And then they respond to their premise with this: "What these banks don't realize is that, in most interactions, customers simply want the service encounter to be as short and painless as possible. Customer experience improvements that attempt to delight consumers often increase their burden without necessarily solving their problems."
The thing is, though, while customers want simple, short, and painless interactions, they also, seemingly paradoxically, want to be able to do that in multiple channels. As these channels multiply, the IT challenges for banks seeking to serve them do nothing but get more complicated.
Take tablet banking-the next step in mobile banking that started with early SMS texting and then progressed to smartphones. Synergistics Research recently studied the situation and found that more than 40% of households with internet connections have some form of tablet or e-reader with online capabilities, and one third of these report that they do some type of financial activity, such as balance inquiries, transfers, or loan payments on these devices.
"Tablets and e-readers are already entering their next level of usage beyond web-browsing and reading. Financial institutions that think of tablets or e-readers as a trendy development that they may at some point need to address in their channel strategies are already behind the curve. A significant proportion of consumers now own tablets and e-readers, and it is clear that users of these devices are widely embracing them for performing online financial activities," says William McCracken, CEO of Synergistics.

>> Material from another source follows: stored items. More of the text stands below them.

//! # Stackgen Composition Engine
//!
//! This library is the core engine of a project scaffolding tool. It
//! materializes a new project's file tree by composing six ordered template
//! layers (base scaffold, framework choices, integrations, features,
//! tooling, deployment) into one target directory, resolving collisions
//! between layers with per-file-type policy, and performing every
//! filesystem mutation inside a transaction that rolls back atomically if
//! any step fails.
//!
//! ## Quick Example
//!
//! ```no_run
//! use std::path::Path;
//! use stackgen::compose::materialize;
//! use stackgen::config::ProjectConfig;
//! use stackgen::render::PassthroughRenderer;
//!
//! let mut config = ProjectConfig::new("my-app");
//! config.frontends = vec!["react".to_string()];
//! config.addons.insert("docker".to_string());
//!
//! let outcome = materialize(
//!     &config,
//!     Path::new("templates"),
//!     Path::new("my-app"),
//!     &PassthroughRenderer,
//! );
//! match outcome.result {
//!     Ok(report) => println!("materialized {} files", report.processed_files.len()),
//!     Err(e) => eprintln!("run failed and was rolled back: {}", e),
//! }
//! ```
//!
//! ## Core Concepts
//!
//! The library is built around a few key components:
//!
//! - **Configuration (`config`)**: the resolved stack choices for one run.
//!   Produced by an outer collaborator (prompt, CLI, preset); immutable
//!   here.
//! - **Layers (`layer`)**: the fixed ordered template source categories
//!   and the mapping from configuration to selected subtrees, including
//!   the monorepo/flat destination topology.
//! - **Conflict Resolution (`conflict`)**: a pure decision function over
//!   explicit rule tables - rename, merge, append, or override for every
//!   colliding destination path.
//! - **Manifest Merging (`manifest`)**: the asymmetric structural merge of
//!   the project manifest across layers.
//! - **Transactions (`transaction`)**: backup-before-mutate filesystem
//!   operations with all-or-nothing rollback.
//! - **Rendering (`render`)**: the seam to the external template
//!   substitution capability and the template filename marker convention.
//!
//! ## Execution Flow
//!
//! The main entry point is [`compose::materialize`], which executes one
//! run:
//!
//! 1.  Validate the configuration.
//! 2.  Open a fresh transaction with its own backup directory.
//! 3.  Walk the six layers in order; for each selected subtree, mirror its
//!     files to their configured destinations, consulting the conflict
//!     resolver for existing targets.
//! 4.  On success, commit and discard backups; on any fatal error, roll
//!     the destination tree back to its pre-run state.
//! 5.  Return the structured report (processed files + conflict records)
//!     and the transaction summary. Presentation is the caller's job.

pub mod compose;
pub mod config;
pub mod conflict;
pub mod error;
pub mod layer;
pub mod manifest;
pub mod render;
pub mod transaction;

#[cfg(test)]
mod conflict_proptest;

pub use compose::{materialize, ComposeReport, Orchestrator};
pub use config::{PackageManager, ProjectConfig};
pub use conflict::{ConflictAction, ConflictRecord, ConflictResolver, ConflictRules};
pub use error::{Error, Result};
pub use render::{PassthroughRenderer, RenderContext, Renderer};
pub use transaction::{run_in_transaction, Transaction, TransactionOutcome, TxState};
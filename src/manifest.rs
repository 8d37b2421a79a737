//! # Project Manifest Merging
//!
//! The project manifest (`package.json`) is the one file merged structurally
//! instead of overridden when several layers ship it. The merge is
//! deliberately asymmetric:
//!
//! - Inside the three designated sections - `dependencies`,
//!   `devDependencies`, `scripts` - keys merge key-wise and the **incoming**
//!   layer wins on same-named keys. A later layer upgrading a dependency or
//!   redefining a script must take effect.
//! - For every other top-level key the **existing** value wins; incoming
//!   keys are adopted only when the existing manifest does not define them.
//!   The base layer's `name`, `version`, and metadata stay put no matter
//!   how many layers come after it.
//!
//! This asymmetry is a contract, not an accident; tests pin the exact
//! behavior.

use serde_json::{Map, Value};

/// Top-level manifest sections merged key-wise with incoming-wins
/// precedence.
pub const MERGED_SECTIONS: &[&str] = &["dependencies", "devDependencies", "scripts"];

/// Merge an incoming layer's manifest into the existing one, returning the
/// combined manifest.
///
/// Non-object inputs are treated as empty manifests: a missing target file
/// reads as `{}`, and nothing else is a valid manifest shape for this
/// merge.
pub fn merge_manifest(existing: &Value, incoming: &Value) -> Value {
    let existing_map = as_object(existing);
    let incoming_map = as_object(incoming);

    let mut result = existing_map.clone();

    for section in MERGED_SECTIONS {
        let merged = merge_section(existing_map.get(*section), incoming_map.get(*section));
        if let Some(value) = merged {
            result.insert((*section).to_string(), value);
        }
    }

    for (key, value) in incoming_map {
        if MERGED_SECTIONS.contains(&key.as_str()) {
            continue;
        }
        result.entry(key.clone()).or_insert_with(|| value.clone());
    }

    Value::Object(result)
}

fn as_object(value: &Value) -> &Map<String, Value> {
    static EMPTY: std::sync::OnceLock<Map<String, Value>> = std::sync::OnceLock::new();
    value
        .as_object()
        .unwrap_or_else(|| EMPTY.get_or_init(Map::new))
}

/// Key-wise union of one designated section, incoming winning on same-named
/// keys. Returns `None` when neither side has the section.
fn merge_section(existing: Option<&Value>, incoming: Option<&Value>) -> Option<Value> {
    match (existing, incoming) {
        (None, None) => None,
        (Some(e), None) => Some(e.clone()),
        (None, Some(i)) => Some(i.clone()),
        (Some(e), Some(i)) => match (e.as_object(), i.as_object()) {
            (Some(e_map), Some(i_map)) => {
                let mut merged = e_map.clone();
                for (key, value) in i_map {
                    merged.insert(key.clone(), value.clone());
                }
                Some(Value::Object(merged))
            }
            // incoming wins inside designated sections, shape included
            _ => Some(i.clone()),
        },
    }
}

Other analysts have noted the same kind of trend across industries and indicative of consumer behavior in general.
Deloitte, for example, found a 160% growth year over year in the number of what they call digital omnivores, or those consumers who own the trio of tablets, smartphones, and laptops, and who now represent more than a quarter of U.S. consumers.

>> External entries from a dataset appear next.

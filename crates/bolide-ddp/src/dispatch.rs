// ── Inbound frame routing ──
//
// One pure function from inbound text to registry/mirror effects, called
// only from the driver task. Running on a single task is what serializes
// all state mutation against the socket read order; nothing here blocks
// or awaits. The only possible output is an immediate reply frame (pong),
// which the driver puts on the wire.

use serde_json::Value;
use tracing::{debug, trace, warn};

use crate::error::DdpError;
use crate::frame::{ClientFrame, ServerFrame};
use crate::session::{ClientInner, SessionEvent};
use crate::subscription::NosubOutcome;

/// Route one inbound message. Unparseable or unknown frames are dropped
/// with a diagnostic; this function must never take the receive loop down.
pub(crate) fn handle(inner: &ClientInner, text: &str) -> Option<ClientFrame> {
    let frame = match ServerFrame::parse(text) {
        Ok(frame) => frame,
        Err(e) => {
            // Covers malformed JSON, unknown msg types, and the banner
            // some servers send before the handshake.
            debug!(error = %e, "dropping unrecognized message");
            return None;
        }
    };

    match frame {
        ServerFrame::Ping { id } => {
            trace!("ping, answering with pong");
            return Some(ClientFrame::Pong { id });
        }
        ServerFrame::Pong { .. } => {
            // Nothing to do: the driver already counted this frame as
            // proof of liveness, like any other inbound frame.
            trace!("pong");
        }
        ServerFrame::Result { id, result, error } => {
            let reply = match error {
                Some(server) => Err(DdpError::Server(server)),
                None => Ok(result.unwrap_or(Value::Null)),
            };
            if !inner.calls.complete(&id, reply) {
                debug!(id, "result for unknown call, dropping");
            }
        }
        ServerFrame::Ready { subs } => {
            for wire_id in subs {
                match inner.subs.mark_ready(&wire_id) {
                    Some(name) => {
                        debug!(name, "subscription ready");
                        inner.emit(SessionEvent::SubscriptionReady { name });
                    }
                    None => debug!(id = %wire_id, "ready for unknown subscription, dropping"),
                }
            }
        }
        ServerFrame::Nosub { id, error } => match inner.subs.apply_nosub(&id, error) {
            Some(NosubOutcome::RequestFailed { name }) => {
                debug!(name, "subscription refused by server");
            }
            Some(NosubOutcome::EndedByServer { name, error }) => {
                warn!(name, "subscription ended by server");
                inner.emit(SessionEvent::SubscriptionEnded { name, error });
            }
            Some(NosubOutcome::UnsubscribeAcked { name }) => {
                debug!(name, "unsubscribe acknowledged");
            }
            None => debug!(id, "nosub for unknown subscription, dropping"),
        },
        ServerFrame::Added {
            collection,
            id,
            fields,
        } => inner.mirror.apply_added(collection, id, fields),
        ServerFrame::Changed {
            collection,
            id,
            fields,
            cleared,
        } => inner.mirror.apply_changed(&collection, &id, fields, &cleared),
        ServerFrame::Removed { collection, id } => inner.mirror.apply_removed(&collection, &id),
        ServerFrame::Connected { session } => {
            // The handshake consumed the real one; a second is a server bug.
            debug!(session, "connected frame outside handshake, dropping");
        }
        ServerFrame::Failed { version } => {
            warn!(version, "failed frame outside handshake, dropping");
        }
    }

    None
}

// ── Tests ────────────────────────────────────────────────────────────

#[cfg(test)]
#[allow(clippy::unwrap_used)]
mod tests {
    use super::*;
    use crate::config::ConnectConfig;
    use serde_json::json;
    use url::Url;

    fn inner() -> ClientInner {
        let endpoint = Url::parse("ws://localhost:3000/websocket").unwrap();
        ClientInner::new(ConnectConfig::new(endpoint))
    }

    #[test]
    fn ping_yields_a_pong_with_the_same_id() {
        let inner = inner();

        let reply = handle(&inner, r#"{"msg":"ping","id":"hb-1"}"#);
        assert_eq!(reply, Some(ClientFrame::Pong { id: Some("hb-1".into()) }));

        let reply = handle(&inner, r#"{"msg":"ping"}"#);
        assert_eq!(reply, Some(ClientFrame::Pong { id: None }));
    }

    #[tokio::test]
    async fn result_resolves_the_matching_call() {
        let inner = inner();
        let (id, rx) = inner.calls.register("getServerInfo");

        let text = json!({ "msg": "result", "id": id, "result": { "version": "6.0" } }).to_string();
        assert_eq!(handle(&inner, &text), None);

        let reply = rx.await.unwrap().unwrap();
        assert_eq!(reply, json!({ "version": "6.0" }));
    }

    #[tokio::test]
    async fn result_error_surfaces_as_a_server_error() {
        let inner = inner();
        let (id, rx) = inner.calls.register("login");

        let text = json!({
            "msg": "result",
            "id": id,
            "error": { "error": 403, "reason": "User not found", "errorType": "Meteor.Error" }
        })
        .to_string();
        handle(&inner, &text);

        let err = rx.await.unwrap().unwrap_err();
        let server_err = err.as_server_error().unwrap();
        assert_eq!(server_err.error, json!(403));
        assert_eq!(server_err.reason.as_deref(), Some("User not found"));
    }

    #[tokio::test]
    async fn ready_resolves_the_matching_subscription() {
        let inner = inner();
        let (_, wire_id, rx) = inner.subs.register("stream-room-messages", vec![]);

        let text = json!({ "msg": "ready", "subs": [wire_id] }).to_string();
        handle(&inner, &text);

        rx.await.unwrap().unwrap();
    }

    #[test]
    fn document_frames_reach_the_mirror() {
        let inner = inner();

        handle(
            &inner,
            r#"{"msg":"added","collection":"users","id":"u1","fields":{"name":"ada"}}"#,
        );
        handle(
            &inner,
            r#"{"msg":"changed","collection":"users","id":"u1","fields":{"status":"online"},"cleared":["name"]}"#,
        );

        let view = inner.mirror.view("users");
        let doc = view.get("u1").unwrap();
        assert_eq!(doc.get("status"), Some(&json!("online")));
        assert_eq!(doc.get("name"), None);

        handle(&inner, r#"{"msg":"removed","collection":"users","id":"u1"}"#);
        assert!(inner.mirror.view("users").is_empty());
    }

    #[test]
    fn garbage_and_banners_are_dropped_quietly() {
        let inner = inner();

        assert_eq!(handle(&inner, "not json"), None);
        assert_eq!(handle(&inner, r#"{"server_id":"0"}"#), None);
        assert_eq!(handle(&inner, r#"{"msg":"no-such-frame"}"#), None);
        // A data-bearing frame right after garbage still routes.
        handle(
            &inner,
            r#"{"msg":"added","collection":"c","id":"d","fields":{}}"#,
        );
        assert!(inner.mirror.view("c").contains("d"));
    }
}
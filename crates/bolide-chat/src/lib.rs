//! Rocket.Chat realtime client layered on the `bolide-ddp` engine.
//!
//! The engine speaks the wire protocol -- sessions, method calls,
//! subscriptions, the collection mirror. This crate adds chat semantics
//! on top:
//!
//! - **[`ChatClient`]** -- The facade: [`connect()`](ChatClient::connect),
//!   [`login()`](ChatClient::login), then messaging, rooms, and presence.
//!   Logins install a resume token on the engine, so reconnects come back
//!   authenticated.
//!
//! - **[`Credentials`]** -- Every login shape the server accepts
//!   (password with sha-256 digest, LDAP, resume token), serialized to
//!   the `login` method's wire payload.
//!
//! - **[`MessageStream`]** -- A room's live traffic as a typed
//!   [`Stream`](futures_core::Stream) of [`Message`] values, decoded from
//!   the server's streamer frames.
//!
//! - **Domain model** ([`model`]) -- Wire-faithful [`Message`], [`Room`],
//!   and [`LoginSession`] types, with EJSON `$date` timestamps mapped to
//!   [`chrono`] types.

pub mod chat;
pub mod credentials;
pub mod error;
pub mod model;
pub mod stream;

// ── Primary re-exports ──────────────────────────────────────────────
pub use chat::ChatClient;
pub use credentials::{Credentials, Identity};
pub use error::ChatError;
pub use model::{LoginSession, Message, PresenceStatus, Room, RoomKind, UserRef};
pub use stream::MessageStream;

// Engine types callers interact with at this level.
pub use bolide_ddp::{ConnectConfig, ConnectionState, DdpClient, DdpError, SessionEvent};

"Digital technology has emphatically triumphed in its penetration of the modern consumer lifestyle," says Gerald Belson, vice chairman at Deloitte. "While that trend line has been well documented, the surprise is how thoroughly digital tools have become essential across all age groups and consumer applications in the past year. This new reality creates opportunities-and an imperative-for organizations to differentiate themselves by utilizing multiple platforms to reach prospects and serve their customers."
Gartner did its own survey and concluded that mobility is reshaping consumer gadget spending and behavior.
"Early adopters tend to leave the home laptop in the bag and are abandoning the home office in favor of the lounge room couch or bedroom to do online activities in a more comfortable environment using a tablet or smartphone," says Nick Ingelbrecht, research director at Gartner. "This early adopter trend is becoming mainstream consumer behavior. Consequently, technology and service providers are faced with no alternative but to innovate for mobility. If they do nothing, they face a potential train wreck as consumers abandon gadgets, services, and applications that do not fully support changing mobile lifestyles."
By now, of course, the mobility onslaught is nothing new. What's new is the lightning speed with which it is entrenching itself, putting providers in the position of having to put something out there quicker than they can formulate rational, strategic plans for doing so.
That's what the business intelligence company Kontagent found in its recent study. It found that more than two-thirds of companies do not have a defined way to determine if mobile experiences are truly effective and only a third actually track and report specific performances of their must-have apps.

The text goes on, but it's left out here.